Parlour – classificato al n. 9 in Quattrofourtwo’s Elenco dei migliori giocatori dell’Arsenal nella storia della Premier League – ha un sacco di chilometraggio da solo, ammettendo che sebbene Lovejoy abbia probabilmente avuto ragione a respirare facilmente quando lo ha visto con la palla, è stato in grado di ricordare al suo presentatore gaffe.
“Probabilmente aveva ragione, per essere onesti!”, Dice Parlor Quattrofourtwo. “Avevi Bergkamp ed Henry in campo: se cadesse su di loro, avevano più possibilità di segnare! Bradley Walsh è stato il fan dell’Arsenal che ha fatto il commento con Tim e ha detto: “Ray, è il momento migliore che abbia mai avuto: quando lo ha detto e tu l’hai messo in un angolo in alto.”

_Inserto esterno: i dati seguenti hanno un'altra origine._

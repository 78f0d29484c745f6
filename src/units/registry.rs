//! Unit registry: name -> dimension resolution
//!
//! Resolution order, first hit wins:
//!
//! 1. custom units supplied by configuration
//! 2. physical constants (`c`, `G`, `hbar`, ...)
//! 3. the ML allow-list (`predictions`, `labels`, `indices`, ...), pinned to
//!    dimensionless so natural-language-like identifiers never produce a
//!    spurious physical type
//! 4. built-in variable-name patterns (`distance_m`, `dt`, `velocity`, ...)
//!
//! The registry is built once from configuration before any file is analyzed
//! and is read-only afterwards, so the parallel batch phase shares it freely.

use regex::Regex;
use std::collections::{HashMap, HashSet};

use crate::units::dimension::Dimension;

/// A custom unit from configuration.
#[derive(Debug, Clone)]
pub struct CustomUnit {
    pub name: String,
    pub dimension: Dimension,
}

pub struct UnitRegistry {
    custom: HashMap<String, Dimension>,
    constants: HashMap<&'static str, Dimension>,
    dimensionless_names: HashSet<String>,
    patterns: Vec<(Regex, Dimension)>,
    unit_names: HashMap<&'static str, Dimension>,
}

impl UnitRegistry {
    pub fn new(custom_units: Vec<CustomUnit>, extra_dimensionless: &[String]) -> UnitRegistry {
        let mut custom = HashMap::new();
        for unit in custom_units {
            custom.insert(unit.name, unit.dimension);
        }

        let mut dimensionless_names: HashSet<String> =
            ML_DIMENSIONLESS.iter().map(|s| (*s).to_string()).collect();
        dimensionless_names.extend(extra_dimensionless.iter().cloned());

        UnitRegistry {
            custom,
            constants: physical_constants(),
            dimensionless_names,
            patterns: name_patterns(),
            unit_names: unit_names(),
        }
    }

    /// Resolve a variable name to a dimension, if any source claims it.
    pub fn resolve(&self, name: &str) -> Option<Dimension> {
        if let Some(dim) = self.custom.get(name) {
            return Some(*dim);
        }
        if let Some(dim) = self.constants.get(name) {
            return Some(*dim);
        }
        let lowered = name.to_lowercase();
        if self.dimensionless_names.contains(lowered.as_str()) {
            return Some(Dimension::DIMENSIONLESS);
        }
        for (pattern, dim) in &self.patterns {
            if pattern.is_match(&lowered) {
                return Some(*dim);
            }
        }
        None
    }

    /// Resolve an explicit unit name from a declaration (`x: "m"`).
    pub fn resolve_unit_name(&self, unit: &str) -> Option<Dimension> {
        if let Some(dim) = self.custom.get(unit) {
            return Some(*dim);
        }
        self.unit_names.get(unit).copied()
    }
}

impl Default for UnitRegistry {
    fn default() -> Self {
        UnitRegistry::new(Vec::new(), &[])
    }
}

/// ML-shape names deliberately treated as dimensionless. Without this list,
/// `labels` would pattern-match nothing today but near-miss identifiers
/// (`weights`, `times_seen`) drift into physical types as patterns grow.
const ML_DIMENSIONLESS: &[&str] = &[
    "predictions",
    "preds",
    "labels",
    "targets",
    "logits",
    "probs",
    "probabilities",
    "scores",
    "indices",
    "idx",
    "features",
    "weights",
    "epochs",
    "batch",
    "batch_size",
    "accuracy",
    "loss",
];

fn physical_constants() -> HashMap<&'static str, Dimension> {
    let mut m = HashMap::new();
    m.insert("c", Dimension::velocity());
    // Gravitational constant: L^3 M^-1 T^-2
    m.insert("G", Dimension::from_exponents([3, -1, -2, 0, 0, 0, 0]));
    // Planck constant: L^2 M T^-1
    m.insert("h", Dimension::from_exponents([2, 1, -1, 0, 0, 0, 0]));
    m.insert("hbar", Dimension::from_exponents([2, 1, -1, 0, 0, 0, 0]));
    // Boltzmann constant: L^2 M T^-2 Θ^-1
    m.insert("k_B", Dimension::from_exponents([2, 1, -2, 0, -1, 0, 0]));
    // Elementary charge: T I
    m.insert("e", Dimension::from_exponents([0, 0, 1, 1, 0, 0, 0]));
    m.insert("pi", Dimension::DIMENSIONLESS);
    m.insert("tau", Dimension::DIMENSIONLESS);
    m
}

/// Explicit unit names usable in declarations.
fn unit_names() -> HashMap<&'static str, Dimension> {
    let mut m = HashMap::new();
    for name in ["m", "meter", "metre", "km", "cm", "mm"] {
        m.insert(name, Dimension::length());
    }
    for name in ["kg", "g", "gram"] {
        m.insert(name, Dimension::mass());
    }
    for name in ["s", "sec", "second", "min", "minute", "h", "hour"] {
        m.insert(name, Dimension::time());
    }
    m.insert("A", Dimension::current());
    m.insert("K", Dimension::temperature());
    m.insert("mol", Dimension::amount());
    m.insert("cd", Dimension::luminosity());
    m.insert("N", Dimension::force());
    m.insert("J", Dimension::energy());
    m.insert("W", Dimension::power());
    m.insert("Pa", Dimension::pressure());
    m
}

/// Variable-name conventions. Patterns are matched against the lowercased
/// identifier; word boundaries are underscores or string ends.
fn name_patterns() -> Vec<(Regex, Dimension)> {
    let table: &[(&str, Dimension)] = &[
        (
            r"(?:^|_)(distance|length|height|width|depth|radius|diameter|position|displacement)(?:_|$)",
            Dimension::length(),
        ),
        (r"(?:^|_)(meter|metre)s?(?:_|$)", Dimension::length()),
        (r"(?:^|_)(km|cm|mm|nm|um|m)(?:_|$)", Dimension::length()),
        (r"(?:^|_)(mass)(?:_|$)", Dimension::mass()),
        (r"(?:^|_)(kg|gram|g)s?(?:_|$)", Dimension::mass()),
        (
            r"(?:^|_)(time|duration|period|dt|delta_t|elapsed)(?:_|$)",
            Dimension::time(),
        ),
        (
            r"(?:^|_)(second|sec|s|minute|min|hour|hr)s?(?:_|$)",
            Dimension::time(),
        ),
        (r"(?:^|_)(temp|temperature)(?:_|$)", Dimension::temperature()),
        (r"(?:^|_)(kelvin|celsius|k)(?:_|$)", Dimension::temperature()),
        (
            r"(?:^|_)(velocity|speed|vel|v)(?:_|$)",
            Dimension::velocity(),
        ),
        (r"(?:^|_)(m_per_s|mps)(?:_|$)", Dimension::velocity()),
        (
            r"(?:^|_)(acceleration|accel)(?:_|$)",
            Dimension::acceleration(),
        ),
        (r"(?:^|_)(force|newton)s?(?:_|$)", Dimension::force()),
        (r"(?:^|_)(energy|work|joule)s?(?:_|$)", Dimension::energy()),
        (r"(?:^|_)(power|watt)s?(?:_|$)", Dimension::power()),
        (
            r"(?:^|_)(pressure|stress|pascal)(?:_|$)",
            Dimension::pressure(),
        ),
        (
            r"(?:^|_)(ratio|factor|coefficient|count|index|num|n)(?:_|$)",
            Dimension::DIMENSIONLESS,
        ),
        (
            r"(?:^|_)(probability|prob|p_value|fraction|percent)(?:_|$)",
            Dimension::DIMENSIONLESS,
        ),
    ];
    table
        .iter()
        .map(|(pattern, dim)| {
            (
                Regex::new(pattern).expect("built-in unit pattern must compile"),
                *dim,
            )
        })
        .collect()
}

“Il mio telefono stava impazzendo dopo la partita con le persone che mi dicevano cosa aveva detto Tim. Ian Poulter è un mio buon compagno e ha fatto un cervo circa tre mesi dopo – sapevo che Tim stava andando, quindi sono andato e ho preso un grande segno per lui, un grande poster, dicendo: “È solo Ray Parlour!” Lo ha preso bene.
“Ho continuato Calcio am anche. Probabilmente avevo circa 16/1 per ottenere il primo gol in quella partita. Mio padre stava piangendo quando ho segnato; Era tipo “Mio figlio ha appena segnato nella finale della Coppa d’Inghilterra.” Crescendo, la finale della Coppa è stata l’unica partita dal vivo in TV e mia mamma e mio papà ne avrebbero sempre fatto una grande cosa. Sarei lì con i miei fratelli e ci sedevamo tutti sul divano e guardavamo l’elicottero che scendeva a Wembley.

“Segnare in finale non ha davvero affondato, però, perché mercoledì abbiamo avuto una grande partita per vincere il campionato all’Old Trafford. Ho avuto l’uomo della partita in questo, quindi non è stata una brutta settimana! “
La vittoria ha visto Parlour rivendicare il suo terzo di quattro medaglie dei vincitori della Coppa d’Inghilterra con i Gunners, mentre ha anche vinto tre titoli della Premier League durante il suo incantesimo di 13 anni nel nord di Londra che lo ha visto andare più di 450 volte e 32 gol netti.